I should point out that the techniques discussed in the Times article are not the entirety of occupational therapy. Occupational therapists do a wide variety of tasks, ranging from helping prematurely-born infants learn to nipple-feed, to working with stroke patients. The techniques mentioned above, like pressure vests and weighted blankets, are part of a treatment called Sensory Integration Therapy (SIT).
SIT is based on a theory of sensory integration offered in the 1960s by the occupational therapist A. Jean Ayres. Ayres posited that many cognitive and motor problems result from difficulty with organizing the many sources of sensory stimulation each of us experiences.
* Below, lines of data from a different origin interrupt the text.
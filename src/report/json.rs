use super::types::RunResults;
use anyhow::{Context, Result};
use std::path::Path;

/// Write results as pretty JSON, or print them when no path is given
pub fn generate(results: &RunResults, output: Option<&Path>) -> Result<()> {
    let json = serde_json::to_string_pretty(results)?;

    if let Some(path) = output {
        std::fs::write(path, json)
            .with_context(|| format!("Failed to write {}", path.display()))?;
    } else {
        println!("{}", json);
    }

    Ok(())
}

/// Load a previously written `results.json`
pub fn load(path: &Path) -> Result<RunResults> {
    let content = std::fs::read_to_string(path)
        .with_context(|| format!("Failed to read results: {}", path.display()))?;
    serde_json::from_str(&content)
        .with_context(|| format!("Invalid results file: {}", path.display()))
}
She saw the organizational difficulty as resulting primarily from problems of vestibular and tactile sensitivity, which she considered to be the foundation of perceptual and motor organization. Ayres felt that providing extra or modulated tactile and vestibular experiences could guide the developing perceptual and motor system toward better integration. This was the basis of the use of weighted vests, swings, trampolines, and so on as treatments for children with various handicapping conditions. Awkwardly for SIT, the vestibular and tactile systems are the first to become myelinated and thus to have mature communication in the nervous system, and as a result are not shaped by experience in the same way as vision is. SIT is not a plausible intervention for that reason. In addition, there is little empirical evidence to support such treatments for autism, for cerebral palsy, or for attention problems-- and certainly none to support the use for attachment disorders found on some Internet sites.
One more point: the educational consultant quoted by the Times article spoke of OT methods being used to “bring children up to speed”. She presumably was referring to children well within the normal range, whose parents wanted them to match a curriculum, rather than looking for a curriculum to match the child’s needs. Can a normal child’s development be hastened in this way? There is no good evidence to suggest that it can, and if we look at other aspects of development, there seem to be suggestions that it cannot. For example, giving children extra Vitamin C has no useful effect, as the extra is excreted in the urine. Poor nutrition slows growth in height and can reduce adult stature, but extra good nutrition does not speed growth beyond the rate seen with adequate nutrition. Just as children only need “good enough” parents, they only need “good enough” nutrition or “good enough” instruction to allow them to develop at their own best rate. Children can be harmed by an environment that is not “good enough”, but if they are developing normally, extra food or instruction will not result in “extra” development.